= Ann Purcell =

American painter

Ann Purcell (born 1941) is an American painter.

Born in Arlington County, Virginia, Purcell earned her bachelor's degree in painting from the Corcoran School of Art and George Washington University in 1973, after independent study in Mexico from 1969 to 1971. In 1995 she received a Master of Arts degree in Liberal Studies from New York University. She has been invited to many exhibitions, solo and group, both in the United States and abroad.

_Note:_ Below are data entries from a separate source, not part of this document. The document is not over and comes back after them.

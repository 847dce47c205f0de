//! Adapters from `image` buffers to the plain raster types of the stages.

use lepimetry_core::{BinaryMask, RgbImageView};

/// Borrow an `image::RgbImage` as an [`RgbImageView`].
pub fn rgb_view(img: &::image::RgbImage) -> RgbImageView<'_> {
    RgbImageView {
        width: img.width() as usize,
        height: img.height() as usize,
        data: img.as_raw(),
    }
}

/// Segmentation mask from an 8-bit image: non-zero pixels are foreground.
pub fn mask_from_luma(img: &::image::GrayImage) -> BinaryMask {
    BinaryMask::from_fn(img.width() as usize, img.height() as usize, |y, x| {
        img.get_pixel(x as u32, y as u32)[0] != 0
    })
}

/// Render a mask as a black/white 8-bit image.
pub fn mask_to_luma(mask: &BinaryMask) -> ::image::GrayImage {
    ::image::GrayImage::from_fn(mask.width() as u32, mask.height() as u32, |x, y| {
        ::image::Luma([if mask.get(y as usize, x as usize) { 255 } else { 0 }])
    })
}
use approx::assert_abs_diff_eq;
use lepimetry::{
    specimen_fingerprint, BinaryMask, LandmarkMethod, Memo, MemoCache, Pixel, PipelineParams,
    RgbImageView, SpecimenInputs, SpecimenPipeline, SpecimenReport,
};

const W: usize = 2400;
const H: usize = 1300;

/// Rectangular wings, body and head on a 2000x1000 canvas.
fn fake_butterfly(mask: &mut BinaryMask) {
    mask.fill_rect(250..500, 250..500, true);
    mask.fill_rect(250..500, 1500..1750, true);
    mask.fill_rect(500..900, 400..1600, true);
    mask.fill_rect(250..500, 800..1200, true);
}

/// White image with a ruler band below the specimen: 2 px ticks every 10
/// columns, long ones every 20.
fn scene() -> (Vec<u8>, BinaryMask, BinaryMask, BinaryMask) {
    let mut rgb = vec![255u8; W * H * 3];
    for x in (0..W).filter(|x| x % 10 < 2) {
        let rows = if x % 20 < 2 { 1120..1280 } else { 1120..1220 };
        for y in rows {
            let i = (y * W + x) * 3;
            rgb[i..i + 3].fill(0);
        }
    }

    let mut ruler = BinaryMask::new(W, H);
    ruler.fill_rect(1100..1300, 0..W, true);

    let mut specimen = BinaryMask::new(W, H);
    fake_butterfly(&mut specimen);

    let mut tags = BinaryMask::new(W, H);
    tags.fill_rect(100..400, 2100..2350, true);

    (rgb, ruler, specimen, tags)
}

fn run(params: PipelineParams) -> SpecimenReport {
    let (rgb, ruler, specimen, tags) = scene();
    let view = RgbImageView::new(W, H, &rgb).expect("valid buffer");
    SpecimenPipeline::new(params)
        .run(&SpecimenInputs {
            rgb: view,
            ruler: &ruler,
            specimen: &specimen,
            tags: Some(&tags),
        })
        .expect("pipeline")
}

#[test]
fn ruler_and_layout_are_recovered() {
    let report = run(PipelineParams::default());

    assert_abs_diff_eq!(report.scale.tick_spacing, 10.0, epsilon = 1e-9);
    assert_eq!(report.scale.top_row, 1100);
    assert_eq!(report.scale.first_tick_col, 240);
    assert_eq!(report.tags_edge, 2100);
    assert_eq!(report.tick_positions.len(), 217);
    assert_eq!(report.tick_positions[0], 240.0);

    assert_eq!(report.split_col, 999);
    assert_eq!(report.landmarks.body_center.y, 574);
    assert_eq!(report.landmarks.body_center.x, 999);
}

#[test]
fn landmarks_sit_on_tips_and_notches() {
    let report = run(PipelineParams::default());
    let lm = &report.landmarks;

    // Corners of the wings grown by the two pre-dilation steps.
    assert_eq!(lm.outer_pix_l, Pixel::new(250, 248));
    assert_eq!(lm.outer_pix_r, Pixel::new(250, 1751));
    // Floor of the notch between wing and head, two rows above the body.
    assert_eq!(lm.inner_pix_l, Pixel::new(497, 797));
    assert_eq!(lm.inner_pix_r, Pixel::new(497, 1202));

    assert_eq!(report.left.landmarks.outer, lm.outer_pix_l);
    assert_eq!(report.right.landmarks.inner, lm.inner_pix_r);
    assert!(report.right.smoothed.iter().all(|p| p.x >= 999.0));
}

#[test]
fn contour_walk_finds_the_outer_tips() {
    let mut params = PipelineParams::default();
    params.landmarks.method = LandmarkMethod::Contour;
    let report = run(params);
    let lm = &report.landmarks;

    assert!((lm.outer_pix_l.y - 250).abs() <= 15, "{:?}", lm.outer_pix_l);
    assert!((lm.outer_pix_l.x - 250).abs() <= 15, "{:?}", lm.outer_pix_l);
    assert!((lm.outer_pix_r.y - 250).abs() <= 15, "{:?}", lm.outer_pix_r);
    assert!((lm.outer_pix_r.x - 1749).abs() <= 15, "{:?}", lm.outer_pix_r);

    // The walk may stop on a smoothing ripple before the notch; it still
    // ends on the body side of the tip.
    assert!(lm.inner_pix_l.x > lm.outer_pix_l.x);
    assert!(lm.inner_pix_r.x < lm.outer_pix_r.x);
    assert!(report.left.landmarks.walk.is_some());
}

#[test]
fn millimeters_follow_half_millimeter_ticks() {
    let report = run(PipelineParams::default());
    let m = &report.measurements;

    // 10 px per 0.5 mm tick: 20 px per millimeter.
    for (px, mm) in m.pixels.values().into_iter().zip(m.millimeters.values()) {
        assert_abs_diff_eq!(mm, px / 20.0, epsilon = 0.01);
    }
    assert!(m.millimeters.dist_span > 70.0);

    let json = serde_json::to_string(&report).expect("serialize");
    let back: SpecimenReport = serde_json::from_str(&json).expect("deserialize");
    assert_eq!(back.landmarks, report.landmarks);
    assert_eq!(back.measurements, report.measurements);
}

#[test]
fn memo_cache_skips_repeated_images() {
    let (rgb, ruler, specimen, tags) = scene();
    let view = RgbImageView::new(W, H, &rgb).expect("valid buffer");
    let inputs = SpecimenInputs {
        rgb: view,
        ruler: &ruler,
        specimen: &specimen,
        tags: Some(&tags),
    };
    let pipeline = SpecimenPipeline::default();
    let key = specimen_fingerprint(&inputs, pipeline.params());

    let cache = MemoCache::new();
    let first = cache
        .get_or_compute(key, || pipeline.run(&inputs))
        .expect("first run");
    let second = cache
        .get_or_compute(key, || -> Result<SpecimenReport, lepimetry::PipelineError> {
            panic!("cached value expected")
        })
        .expect("cached");
    assert_eq!(first, second);
    assert_eq!(cache.len(), 1);

    let other = SpecimenInputs { tags: None, ..inputs };
    assert_ne!(specimen_fingerprint(&other, pipeline.params()), key);
}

An abstract expressionist, she received a Pollock-Krasner Foundation grant in 1989 and in 2018; a Lester Hereward Cooke foundation grant for mid-career achievement in painting in 1988 associated through The National Gallery of Art, Wash., D.C.; a fellowship at the MacDowell Colony in 1975; and grants from the New York Foundation for the Arts in 2013, the Joan Mitchell Foundation in 2014, and the Adolph and Esther Gottlieb Foundation in 2014. She has been a guest lecturer at Indiana State University, the Smithsonian American Art Museum, and Long Island University, and was on the faculty of the Corcoran School of Art and the Smithsonian Institution from 1974 to 1979; from 1983 to 1985 she taught at the Parsons School of Design. Museums which own examples of Purcell's work include the National Gallery of Art, the Phillips Collection, the National Museum of Women in the Arts, the Santa Barbara Museum of Art, the New Orleans Museum of Art, the Virginia Museum of Fine Arts, and the Salt Lake City Museum, and it may be found in numerous private and corporate collections as well.